A diferencia de otras películas de plano secuencias, Victoria se filma sin reserva alguna en las calles y en decenas de locaciones, con escenas de alta complejidad, creando un efecto de inmersión en el que realmente vivimos lo que le está pasando a los personajes y nos involucramos a un nivel de intensidad que me parece pocas veces visto, por eso lo reitero tanto. Victoria es la intensificación de la experiencia en el espectador. Ocurre en tiempo real y, aunque es ficción, lo que vivimos es la realidad que vivieron o crearon los personajes, su tiempo en nuestro tiempo. Como escribe Giorgio Agamben en su ensayo sobre las ninfas, el arte logra no sólo ya inscribir imágenes en el tiempo sino tiempo en las imágenes, tiempo puro, cine puro. 

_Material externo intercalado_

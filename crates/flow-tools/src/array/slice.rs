//! Slice Tool
//!
//! Slices bytes or an array. The `type` selector follows the kind of the
//! output connected to `inp`, and the end of the range is given either as
//! an index (`end`) or as a length (`len`).

use std::sync::Arc;

use async_trait::async_trait;
use flow_engine::{
    Result, Tool, ToolBehavior, ToolDef, ToolInputs, ToolOutputs, ToolPorts, Value, ValueKind,
};

use crate::selected_type;

const TYPES: [&str; 4] = ["bytes", "string[]", "number[]", "boolean[]"];
const END_TYPES: [&str; 2] = ["Index", "Length"];

pub struct SliceTool;

impl SliceTool {
    /// Port ID for the type selector
    pub const PORT_TYPE: &'static str = "type";
    pub const PORT_INP: &'static str = "inp";
    /// Port ID for the end type selector
    pub const PORT_ETYP: &'static str = "etyp";
    pub const PORT_START: &'static str = "start";
    pub const PORT_END: &'static str = "end";
    pub const PORT_LEN: &'static str = "len";
    pub const PORT_OUT: &'static str = "out";

    pub fn definition() -> ToolDef {
        ToolDef::new("Slice", "Slice", Arc::new(SliceTool)).in_group("Array")
    }

    /// Array type matching a connected output's kind
    fn deduce_type(kind: ValueKind) -> &'static str {
        match kind {
            ValueKind::Boolean | ValueKind::BooleanArray => "boolean[]",
            ValueKind::Number | ValueKind::NumberArray => "number[]",
            ValueKind::String | ValueKind::StringArray => "string[]",
            ValueKind::Bytes => "bytes",
        }
    }

    fn show_end(ports: &mut ToolPorts, by_length: bool) {
        let end = if by_length { Self::PORT_LEN } else { Self::PORT_END };
        ports.set_active_inputs(&[
            Self::PORT_TYPE,
            Self::PORT_INP,
            Self::PORT_ETYP,
            Self::PORT_START,
            end,
        ]);
    }

    /// Resolve the half-open range to take from a sequence of `len` items
    ///
    /// Negative positions count from the end.
    fn range(len: usize, start: f64, end: f64, by_length: bool) -> (usize, usize) {
        let len_f = len as f64;
        let start = if start < 0.0 { start + len_f } else { start }.max(0.0);
        let end = if by_length {
            start + end.max(0.0)
        } else if end < 0.0 {
            end + len_f
        } else {
            end
        };
        if start >= len_f || start >= end {
            return (0, 0);
        }
        (start as usize, end.min(len_f) as usize)
    }

    fn slice(value: &Value, start: f64, end: f64, by_length: bool) -> Option<Value> {
        let (from, to) = Self::range(value.len()?, start, end, by_length);
        Some(match value {
            Value::Bytes(b) => Value::Bytes(b[from..to].to_vec()),
            Value::StringArray(a) => Value::StringArray(a[from..to].to_vec()),
            Value::NumberArray(a) => Value::NumberArray(a[from..to].to_vec()),
            Value::BooleanArray(a) => Value::BooleanArray(a[from..to].to_vec()),
            _ => return None,
        })
    }
}

inventory::submit!(flow_engine::DefinitionFn(SliceTool::definition));

#[async_trait]
impl ToolBehavior for SliceTool {
    fn declare(&self, ports: &mut ToolPorts) {
        ports.enum_input(Self::PORT_TYPE, "Input/output type", "bytes", &TYPES);
        ports.bytes_input(Self::PORT_INP, "Input");
        ports.enum_input(Self::PORT_ETYP, "End Type", "Index", &END_TYPES);
        ports.number_input(Self::PORT_START, "Start Index", 0.0, None, None);
        ports.number_input(Self::PORT_END, "End Index", 0.0, None, None);
        ports.number_input(Self::PORT_LEN, "Length", 0.0, Some(0.0), None);
        ports.bytes_output(Self::PORT_OUT, "Output");
        Self::show_end(ports, false);
    }

    fn on_input_set(&self, tool: &mut Tool, input: &str, _old: &Value) {
        let value = tool
            .ports()
            .input(input)
            .and_then(|i| i.value().as_str())
            .map(str::to_string);
        match (input, value) {
            (Self::PORT_TYPE, Some(name)) => {
                if let Some(ty) = selected_type(&name) {
                    let ports = tool.ports_mut();
                    ports.retype_input(Self::PORT_INP, ty.clone());
                    ports.retype_output(Self::PORT_OUT, ty);
                    tool.request_propagation(Self::PORT_INP);
                }
            }
            (Self::PORT_ETYP, Some(name)) => {
                Self::show_end(tool.ports_mut(), name == "Length");
            }
            _ => {}
        }
    }

    fn on_source_kind(&self, tool: &mut Tool, input: &str, kind: ValueKind) {
        if input != Self::PORT_INP {
            return;
        }
        let deduced = Self::deduce_type(kind);
        let current = tool
            .ports()
            .input(Self::PORT_TYPE)
            .and_then(|i| i.value().as_str())
            .map(str::to_string);
        if current.as_deref() == Some(deduced) {
            return;
        }
        log::debug!("SliceTool {}: following connected {} as {}", tool.name(), kind, deduced);
        if let Err(e) = tool.set_input_value(&tool.input_ref(Self::PORT_TYPE), Value::from(deduced)) {
            log::warn!("SliceTool {}: cannot switch type: {}", tool.name(), e);
        }
    }

    fn deserialize_order(&self) -> &[&'static str] {
        &[Self::PORT_TYPE, Self::PORT_ETYP]
    }

    async fn run(&self, inputs: &ToolInputs) -> Result<ToolOutputs> {
        let by_length = inputs.string(Self::PORT_ETYP)? == "Length";
        let end_port = if by_length { Self::PORT_LEN } else { Self::PORT_END };
        let value = inputs.require(Self::PORT_INP)?;
        let start = inputs.number(Self::PORT_START)?;
        let end = inputs.number(end_port)?;

        let sliced = Self::slice(value, start, end, by_length).ok_or_else(|| {
            flow_engine::FlowError::InvalidInputType {
                port: Self::PORT_INP.to_string(),
                expected: "bytes or array".to_string(),
            }
        })?;
        Ok(ToolOutputs::new().with(Self::PORT_OUT, sliced))
    }
}

#[cfg(test)]
mod tests {
    use super::*;
    use flow_engine::{PortType, ToolState};

    #[test]
    fn test_range() {
        assert_eq!(SliceTool::range(5, 1.0, 3.0, false), (1, 3));
        assert_eq!(SliceTool::range(5, -2.0, 5.0, false), (3, 5));
        assert_eq!(SliceTool::range(5, 1.0, -1.0, false), (1, 4));
        assert_eq!(SliceTool::range(5, 3.0, 1.0, false), (0, 0));
        assert_eq!(SliceTool::range(5, 7.0, 9.0, false), (0, 0));
        assert_eq!(SliceTool::range(5, 2.0, 2.0, true), (2, 4));
        assert_eq!(SliceTool::range(5, 3.0, 10.0, true), (3, 5));
        assert_eq!(SliceTool::range(5, 0.0, 99.0, false), (0, 5));
    }

    #[tokio::test]
    async fn test_slice_bytes_by_length() {
        let mut tool = SliceTool::definition().gen("Slice");
        tool.set_input_value(&tool.input_ref(SliceTool::PORT_ETYP), Value::from("Length"))
            .unwrap();
        let names: Vec<&str> = tool.ports().inputs().map(|i| i.name()).collect();
        assert_eq!(names, vec!["type", "inp", "etyp", "start", "len"]);

        tool.set_input_value(&tool.input_ref(SliceTool::PORT_INP), Value::Bytes(vec![1, 2, 3, 4]))
            .unwrap();
        tool.set_input_value(&tool.input_ref(SliceTool::PORT_START), Value::Number(1.0))
            .unwrap();
        tool.set_input_value(&tool.input_ref(SliceTool::PORT_LEN), Value::Number(2.0))
            .unwrap();
        tool.run().await;

        assert_eq!(tool.state(), ToolState::Good);
        assert_eq!(
            tool.ports().output(SliceTool::PORT_OUT).unwrap().value(),
            &Value::Bytes(vec![2, 3])
        );
    }

    #[tokio::test]
    async fn test_type_selector_retypes() {
        let mut tool = SliceTool::definition().gen("Slice");
        tool.set_input_value(&tool.input_ref(SliceTool::PORT_TYPE), Value::from("string[]"))
            .unwrap();
        assert_eq!(
            tool.ports().input(SliceTool::PORT_INP).unwrap().port().ty(),
            &PortType::StringArray
        );

        let words = ["a", "b", "c"].iter().map(|s| s.to_string()).collect();
        tool.set_input_value(&tool.input_ref(SliceTool::PORT_INP), Value::StringArray(words))
            .unwrap();
        tool.set_input_value(&tool.input_ref(SliceTool::PORT_END), Value::Number(-1.0))
            .unwrap();
        tool.run().await;
        assert_eq!(
            tool.ports().output(SliceTool::PORT_OUT).unwrap().value(),
            &Value::StringArray(vec!["a".to_string(), "b".to_string()])
        );
    }
}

Mención también a las atmósferas del finísimo Nils Frahm, que son como cortes oníricos, transiciones musicales sobre la trama extenuante, espacio de respiro o contemplación. Por unos momentos la música y el sonido en off nos permiten observar sin participar, vivir breves momentos melancólicos, internalizar la acción, como cuando estamos entre gente y nos abstraemos para tocar base o imaginar realidades alternas. Igualmente los momentos de adrenalina y estupefacción son perfectamente acompañados por ritmos sincopados, realmente sentimos que estamos al borde de perder el control.

La película de Schipper, después de todo, es una victoria para el cine verdadero, para el cine con alma. Una victoria frente a la aparatosidad desencantada del cine hecho mayormente en computadoras, en el que la magia y la intensidad de los momentos no es capturada sino añadida posteriormente como un efecto especial. No es una película perfecta, pero es una película profundamente humana y real. Nos hace darnos cuenta de que necesitamos más realidad, sentir más vívidamente y despertar del letargo en el que nos han sumido las imágenes inertes entre las que nos movemos.